Однако они оборонялись, инициатива боя, напор - были у нас. Обнаружив танки, открыли по ним огонь, но до них было далеко, а пушки наши были той системы, что не рассчитаны на поражение танков с такого расстояния. Нас заметили. Началась дуэль. И с утра началась бомбежка, которая продолжалась целый день. Немецкие пикирующие бомбардировщики группами по 15-20 самолетов с небольшими интервалами во времени шли и шли на наши позиции, с оглушающим ревом пикировали и сбрасывали бомбы. На батарею было совершено всего два захода пикировщиков, но они промахнулись - бомбы упали метрах в тридцати впереди нас. А все прочие шли в пике через наши головы на балку, где мы стояли накануне, на тыловые обозы.
Мы били из орудий по танкам, били по самолетам из карабинов. Из танков снаряд угодил в штабель наших снарядов - ящиков пять, которые мы не успели закопать в ровики. Снаряды не сдетонировали, но были разметаны и повреждены. Одного парня из нашего расчета убило осколком. Фамилию я его не помню, прибыл он к нам недавно и был у нас недолго. Сидели они с наводчиком Сергеевым метрах в четырех от моего окопа. Все мы в это время стреляли из карабинов по пикирующим самолетам и в самолетном реве не услышали воя летевшего снаряда. И даже взрыв его утонул в общем гуле рвущихся бомб. Первое, что я обнаружил - это Сергеева, свалившегося в мой окоп. В своем окопе вместе с убитым ему стало тесно.
К вечеру бой стих. За день наша пехота продвинулась вперед всего метров на 400-500 и, неся большие потери, залегла.
Ночью прибыла кухня. Известия были невеселые. Немцы разбомбили наши тылы. Убило несколько наших лошадей из орудийных упряжек. А вместе с лихом, нам привезли по огромному куску вареной конины, поевши которую, мы должны были теперь выполнять и лошадиную работу.
Нам приказали несколько правее и впереди подготовить огневую позицию в одной линии с пехотой, перекатить туда орудия и перенести снаряды. Оставшихся лошадей берегли для больших переходов, и все это нам надо было сделать самим.
Поели конины и половиной расчетов пошли готовить огневую, заодно разведывая маршрут для перекатывания орудий.

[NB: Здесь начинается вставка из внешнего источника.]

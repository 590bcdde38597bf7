use crate::ChunkSizer;

/// Used for splitting a piece of text into chunks based on the number of
/// characters in each chunk.
///
/// ```
/// use recursive_text_splitter::{Characters, ChunkConfig};
///
/// let config = ChunkConfig::new(100).unwrap().with_sizer(Characters);
/// ```
#[derive(Copy, Clone, Debug, Default, PartialEq)]
pub struct Characters;

impl ChunkSizer for Characters {
    /// Determine the size of a given chunk to use for validation.
    fn size(&self, chunk: &str) -> usize {
        chunk.chars().count()
    }
}

#[cfg(test)]
mod tests {
    use super::*;

    #[test]
    fn counts_chars_not_bytes() {
        assert_eq!(Characters.size("e√©"), 3);
    }

    #[test]
    fn empty_is_zero() {
        assert_eq!(Characters.size(""), 0);
    }
}
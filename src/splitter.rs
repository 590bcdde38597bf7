use either::Either;

use self::merge::Merger;
use crate::{
    report::OversizeReporter,
    separators::{fragments, CharFragments, SeparatedFragments},
    trim::join,
    ChunkConfig, ChunkSizer,
};

mod merge;
mod text;

#[allow(clippy::module_name_repetitions)]
pub use text::TextSplitter;

/// One split of a piece of text by a single separator, whose fragments are
/// still being merged into chunks.
#[derive(Debug)]
struct Level<'text, 'splitter> {
    /// Remaining fragments of this split
    fragments: Either<CharFragments<'text>, SeparatedFragments<'text, 'splitter>>,
    /// Merges the fragments of this split into chunks
    merger: Merger<'text>,
    /// Position of this level's separator in the separator list
    position: usize,
}

/// Returns chunks of text with their byte offsets as an iterator.
///
/// Rather than recursing into fragments that are too large, each oversized
/// fragment pushes a new [`Level`] onto a stack, which is worked through
/// before continuing with the fragments of the level below it.
#[derive(Debug)]
struct TextChunks<'text, 'splitter, Sizer, Reporter>
where
    Sizer: ChunkSizer,
    Reporter: OversizeReporter,
{
    /// Chunk configuration for this iterator
    chunk_config: &'splitter ChunkConfig<Sizer>,
    /// A chunk that is ready but has to wait for one emitted before it
    pending: Option<(usize, &'text str)>,
    /// Where oversized chunks are reported
    reporter: &'splitter Reporter,
    /// Splits still being worked on, the innermost on top
    stack: Vec<Level<'text, 'splitter>>,
    /// Original text to iterate over and generate chunks from
    text: &'text str,
}

impl<'text, 'splitter, Sizer, Reporter> TextChunks<'text, 'splitter, Sizer, Reporter>
where
    Sizer: ChunkSizer,
    Reporter: OversizeReporter,
{
    /// Generate new [`TextChunks`] iterator for a given text.
    /// Starts with the whole text split by the first matching separator.
    fn new(
        chunk_config: &'splitter ChunkConfig<Sizer>,
        reporter: &'splitter Reporter,
        text: &'text str,
    ) -> Self {
        let mut chunks = Self {
            chunk_config,
            pending: None,
            reporter,
            stack: Vec::new(),
            text,
        };
        // Validated separators always end with the character separator,
        // so a level is always found for the full text.
        if let Some(level) = chunks.level(0, text, 0) {
            chunks.stack.push(level);
        }
        chunks
    }

    /// Split a section of the text, starting at byte `offset`, by the first
    /// separator at or after `position` that matches it.
    /// Returns `None` if there are no more separators left to try.
    fn level(
        &self,
        offset: usize,
        section: &'text str,
        position: usize,
    ) -> Option<Level<'text, 'splitter>> {
        let (position, separator) = self.chunk_config.separators().select(section, position)?;
        Some(Level {
            fragments: fragments(section, offset, separator),
            merger: Merger::new(
                self.text,
                self.chunk_config.chunk_size(),
                self.chunk_config.overlap(),
                self.chunk_config.sizer().size(separator),
                self.chunk_config.trim(),
            ),
            position,
        })
    }

    /// Handle a fragment that is too large to be merged. Either it gets split
    /// further by the next matching separator, or, if no separator is left,
    /// it becomes a chunk on its own.
    fn split_oversized(
        &mut self,
        position: usize,
        offset: usize,
        fragment: &'text str,
        size: usize,
    ) -> Option<(usize, &'text str)> {
        // The fragment can't contain the current separator, or any before it,
        // so the search can continue with the next one.
        if let Some(level) = self.level(offset, fragment, position + 1) {
            self.stack.push(level);
            return None;
        }

        let chunk_size = self.chunk_config.chunk_size();
        if size > chunk_size {
            self.reporter.oversized(size, chunk_size);
        }
        join(
            self.text,
            offset..offset + fragment.len(),
            self.chunk_config.trim(),
        )
    }
}

impl<'text, 'splitter, Sizer, Reporter> Iterator for TextChunks<'text, 'splitter, Sizer, Reporter>
where
    Sizer: ChunkSizer,
    Reporter: OversizeReporter,
{
    type Item = (usize, &'text str);

    fn next(&mut self) -> Option<Self::Item> {
        loop {
            if let Some(chunk) = self.pending.take() {
                return Some(chunk);
            }

            let level = self.stack.last_mut()?;
            match level.fragments.next() {
                Some((offset, fragment)) => {
                    let size = self.chunk_config.sizer().size(fragment);
                    if size < self.chunk_config.chunk_size() {
                        if let Some(chunk) = level.merger.push(offset, fragment, size, self.reporter)
                        {
                            return Some(chunk);
                        }
                    } else {
                        // Everything merged so far comes before the oversized fragment
                        let flushed = level.merger.flush();
                        let position = level.position;
                        let split = self.split_oversized(position, offset, fragment, size);
                        match (flushed, split) {
                            (Some(flushed), split) => {
                                self.pending = split;
                                return Some(flushed);
                            }
                            (None, Some(split)) => return Some(split),
                            (None, None) => {}
                        }
                    }
                }
                None => {
                    let chunk = self.stack.pop().and_then(|mut level| level.merger.flush());
                    if chunk.is_some() {
                        return chunk;
                    }
                }
            }
        }
    }
}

По дороге получилось километра два. Перешли долину, небольшой ручей, потом картофельное поле и на краю его перед самым леском стали копать огневую позицию. Впереди пехоты не было. С опушки леса, сразу за картофельным полем, из дзота строчил немецкий пулемет. Осветительные ракеты долетали почти до нас,
Вырыли. Пошли за орудиями. Нагрузили по 20 снарядов на лафет и покатили орудия всем расчетом. По пути, в потемках, проехали поворот на огневую и чуть было не заехали к немцам. Во время спохватились. Вернулись на нужный путь. Установили пушки на позиции и, оставив по три человека у орудий, снова пошли за снарядами и сделали по две ходки. Берешь ящик со снарядами (ящик немного более 50 килограммов) на плечо и вперед. Плечи болели, но принесли. Да разве на войне кто-нибудь когда-нибудь обращал внимание на боль? Нет. Никто и никогда! Главное - выдержать все! Главное - победить!
Утром кухни уже не было. Погрызли вчерашнюю конину, и на рассвете снова начался бой. Артподготовка. Какая это музыка! Забываешь обо всем! Душа поднимается в каком-то восторге, куда-то кверху, под горло!